> Exercise requirements:
Whenever a line of the data below holds the string "Some", copy that line.

> Dataset entries:
╔══

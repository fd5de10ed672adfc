//! # Poll Driver
//!
//! Reads one meter: an instant-values exchange (0x63) followed by an energy
//! exchange (0x27) on the same connection.
//!
//! ```text
//!   0x63 ──none/bad CRC──▶ Absent
//!    │ ok
//!    ├──decode error────▶ MalformedPayload
//!   0x27 ──none/bad CRC──▶ Partial
//!    │ ok
//!    ├──decode error────▶ MalformedPayload
//!    ▼
//!  Complete
//! ```

use crate::error::MercuryError;
use crate::mercury::checksum::verify_checksum;
use crate::mercury::exchange::{exchange, ExchangeConfig};
use crate::mercury::frame::{response_payload, Command, DeviceAddress, ResponseFrame, SerialNumber};
use crate::mercury::transport::Transport;
use crate::payload::reading::{decode_energy, decode_instant, EnergyTotals, InstantValues};
use log::{debug, warn};
use serde::Serialize;
use tokio::time::{timeout_at, Instant};

/// Both halves of a successful poll.
#[derive(Debug, Clone, Copy, PartialEq, Serialize)]
pub struct MeterReading {
    pub instant: InstantValues,
    pub energy: EnergyTotals,
}

/// Result of polling one meter.
#[derive(Debug)]
pub enum PollOutcome {
    /// Instant values and energy totals
    Complete(MeterReading),
    /// Instant values only; the energy exchange got no valid answer
    Partial(InstantValues),
    /// No valid answer to the instant-values exchange
    Absent,
    /// A checksum-valid answer that could not be decoded
    MalformedPayload {
        command: Command,
        error: MercuryError,
        /// Instant values, when only the energy answer was bad
        instant: Option<InstantValues>,
    },
}

impl PollOutcome {
    pub fn instant(&self) -> Option<&InstantValues> {
        match self {
            PollOutcome::Complete(reading) => Some(&reading.instant),
            PollOutcome::Partial(instant) => Some(instant),
            PollOutcome::MalformedPayload { instant, .. } => instant.as_ref(),
            PollOutcome::Absent => None,
        }
    }

    pub fn energy(&self) -> Option<&EnergyTotals> {
        match self {
            PollOutcome::Complete(reading) => Some(&reading.energy),
            _ => None,
        }
    }

    pub fn is_complete(&self) -> bool {
        matches!(self, PollOutcome::Complete(_))
    }
}

/// Polls the meter with `serial` over an already open transport.
///
/// Transport trouble and CRC failures turn into `Absent`/`Partial`; only
/// undecodable payloads come back as `MalformedPayload`.
pub async fn poll_device<T>(
    transport: &mut T,
    serial: &SerialNumber,
    config: &ExchangeConfig,
) -> PollOutcome
where
    T: Transport + ?Sized,
{
    poll_device_until(transport, serial, config, None).await
}

/// [`poll_device`] with a hard deadline over both exchanges.
///
/// The deadline counts as a failed exchange: hit during the instant-values
/// step it gives `Absent`, during the energy step `Partial` with the
/// instant values already read.
pub async fn poll_device_until<T>(
    transport: &mut T,
    serial: &SerialNumber,
    config: &ExchangeConfig,
    deadline: Option<Instant>,
) -> PollOutcome
where
    T: Transport + ?Sized,
{
    let address = serial.address();

    let Some(primary) =
        bounded_response(transport, address, Command::ReadInstant, config, deadline).await
    else {
        warn!("{serial}: no response to {}", Command::ReadInstant);
        return PollOutcome::Absent;
    };

    let instant = match decode_instant(response_payload(&primary)) {
        Ok(instant) => instant,
        Err(error) => {
            warn!("{serial}: cannot decode {}: {error}", Command::ReadInstant);
            return PollOutcome::MalformedPayload {
                command: Command::ReadInstant,
                error,
                instant: None,
            };
        }
    };

    let Some(secondary) =
        bounded_response(transport, address, Command::ReadEnergy, config, deadline).await
    else {
        warn!("{serial}: no response to {}, energy unavailable", Command::ReadEnergy);
        return PollOutcome::Partial(instant);
    };

    match decode_energy(response_payload(&secondary)) {
        Ok(energy) => {
            debug!("{serial}: {instant:?} {energy:?}");
            PollOutcome::Complete(MeterReading { instant, energy })
        }
        Err(error) => {
            warn!("{serial}: cannot decode {}: {error}", Command::ReadEnergy);
            PollOutcome::MalformedPayload {
                command: Command::ReadEnergy,
                error,
                instant: Some(instant),
            }
        }
    }
}

/// [`valid_response`] cut off at `deadline`, if any.
async fn bounded_response<T>(
    transport: &mut T,
    address: DeviceAddress,
    command: Command,
    config: &ExchangeConfig,
    deadline: Option<Instant>,
) -> Option<Vec<u8>>
where
    T: Transport + ?Sized,
{
    let Some(deadline) = deadline else {
        return valid_response(transport, address, command, config).await;
    };

    match timeout_at(deadline, valid_response(transport, address, command, config)).await {
        Ok(response) => response,
        Err(_) => {
            warn!("{address} {command}: device time budget used up");
            None
        }
    }
}

/// Runs one exchange and keeps the answer only if its CRC checks out.
async fn valid_response<T>(
    transport: &mut T,
    address: DeviceAddress,
    command: Command,
    config: &ExchangeConfig,
) -> Option<Vec<u8>>
where
    T: Transport + ?Sized,
{
    let response = exchange(transport, address, command, config).await?;

    if let Err(e) = verify_checksum(&response) {
        warn!("{address} {command}: {e}");
        return None;
    }

    // Only the CRC decides; a foreign echo is worth a note, nothing more
    if let Ok(frame) = ResponseFrame::parse(&response) {
        if !frame.echoes(address, command) {
            warn!(
                "{address} {command}: echo names {} {:02X}h",
                frame.address, frame.command
            );
        }
    }

    Some(response)
}

#[cfg(test)]
mod tests {
    use super::*;
    use crate::mercury::checksum::checksum;
    use crate::mercury::transport_mock::{MeterFault, MockMeter, MockReply, MockTransport};

    fn serial() -> SerialNumber {
        SerialNumber::new("548973").unwrap()
    }

    #[tokio::test]
    async fn test_complete_reading() {
        let mut mock = MockTransport::with_meters(vec![MockMeter::new(serial())]);
        let outcome = poll_device(&mut mock, &serial(), &ExchangeConfig::default()).await;

        match outcome {
            PollOutcome::Complete(reading) => {
                assert_eq!(reading.instant.voltage, 230.0);
                assert_eq!(reading.instant.current, 1.0);
                assert_eq!(reading.instant.power, 500);
                assert_eq!(reading.energy.tariff1, 123.45);
                assert_eq!(reading.energy.tariff2, 678.9);
            }
            other => panic!("unexpected outcome: {other:?}"),
        }

        let commands: Vec<u8> = mock.sent_frames().iter().map(|f| f[4]).collect();
        assert_eq!(commands, vec![0x63, 0x27]);
    }

    #[tokio::test]
    async fn test_partial_when_energy_silent() {
        let meter = MockMeter::new(serial()).with_fault(Command::ReadEnergy, MeterFault::Silent);
        let mut mock = MockTransport::with_meters(vec![meter]);
        let outcome = poll_device(&mut mock, &serial(), &ExchangeConfig::default()).await;

        assert!(matches!(outcome, PollOutcome::Partial(_)));
        assert_eq!(outcome.instant().map(|v| v.power), Some(500));
        assert!(outcome.energy().is_none());
    }

    #[tokio::test]
    async fn test_absent_skips_energy() {
        let meter = MockMeter::new(serial()).with_fault(Command::ReadInstant, MeterFault::BadChecksum);
        let mut mock = MockTransport::with_meters(vec![meter]);
        let config = ExchangeConfig {
            attempts: 3,
            ..ExchangeConfig::default()
        };
        let outcome = poll_device(&mut mock, &serial(), &config).await;

        assert!(matches!(outcome, PollOutcome::Absent));
        let sent = mock.sent_frames();
        assert_eq!(sent.len(), 3);
        assert!(sent.iter().all(|f| f[4] == 0x63));
    }

    #[tokio::test]
    async fn test_short_payload_is_malformed() {
        let meter =
            MockMeter::new(serial()).with_fault(Command::ReadInstant, MeterFault::ShortPayload);
        let mut mock = MockTransport::with_meters(vec![meter]);
        let outcome = poll_device(&mut mock, &serial(), &ExchangeConfig::default()).await;

        match outcome {
            PollOutcome::MalformedPayload {
                command,
                error,
                instant,
            } => {
                assert_eq!(command, Command::ReadInstant);
                assert!(error.is_data_error());
                assert!(instant.is_none());
            }
            other => panic!("unexpected outcome: {other:?}"),
        }
    }

    #[tokio::test]
    async fn test_bad_bcd_in_energy_is_malformed() {
        let meter = MockMeter::new(serial()).with_fault(Command::ReadEnergy, MeterFault::BadBcd);
        let mut mock = MockTransport::with_meters(vec![meter]);
        let outcome = poll_device(&mut mock, &serial(), &ExchangeConfig::default()).await;

        assert!(matches!(
            outcome,
            PollOutcome::MalformedPayload {
                command: Command::ReadEnergy,
                error: MercuryError::InvalidBcd { .. },
                ..
            }
        ));
        assert_eq!(outcome.instant().map(|v| v.voltage), Some(230.0));
        assert!(outcome.energy().is_none());
    }

    #[tokio::test]
    async fn test_header_only_reply_is_malformed() {
        // address + command + CRC: valid frame, empty payload
        let mut reply = serial().address().as_bytes().to_vec();
        reply.push(0x63);
        reply.extend_from_slice(&checksum(&reply.clone()));

        let mut mock = MockTransport::new();
        mock.push_reply(MockReply::frame(reply));
        let outcome = poll_device(&mut mock, &serial(), &ExchangeConfig::default()).await;

        assert!(matches!(
            outcome,
            PollOutcome::MalformedPayload {
                error: MercuryError::MalformedPayload { actual: 0, .. },
                ..
            }
        ));
    }
}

╚══

> Response to the exercise:
            PollOutcome::Complete(reading) => Some(&reading.instant),
            PollOutcome::Partial(instant) => Some(instant),
            PollOutcome::Complete(reading) => Some(&reading.energy),
    let Some(primary) =
    let Some(secondary) =
                instant: Some(instant),
    let Some(deadline) = deadline else {
    Some(response)
        assert_eq!(outcome.instant().map(|v| v.power), Some(500));
        assert_eq!(outcome.instant().map(|v| v.voltage), Some(230.0));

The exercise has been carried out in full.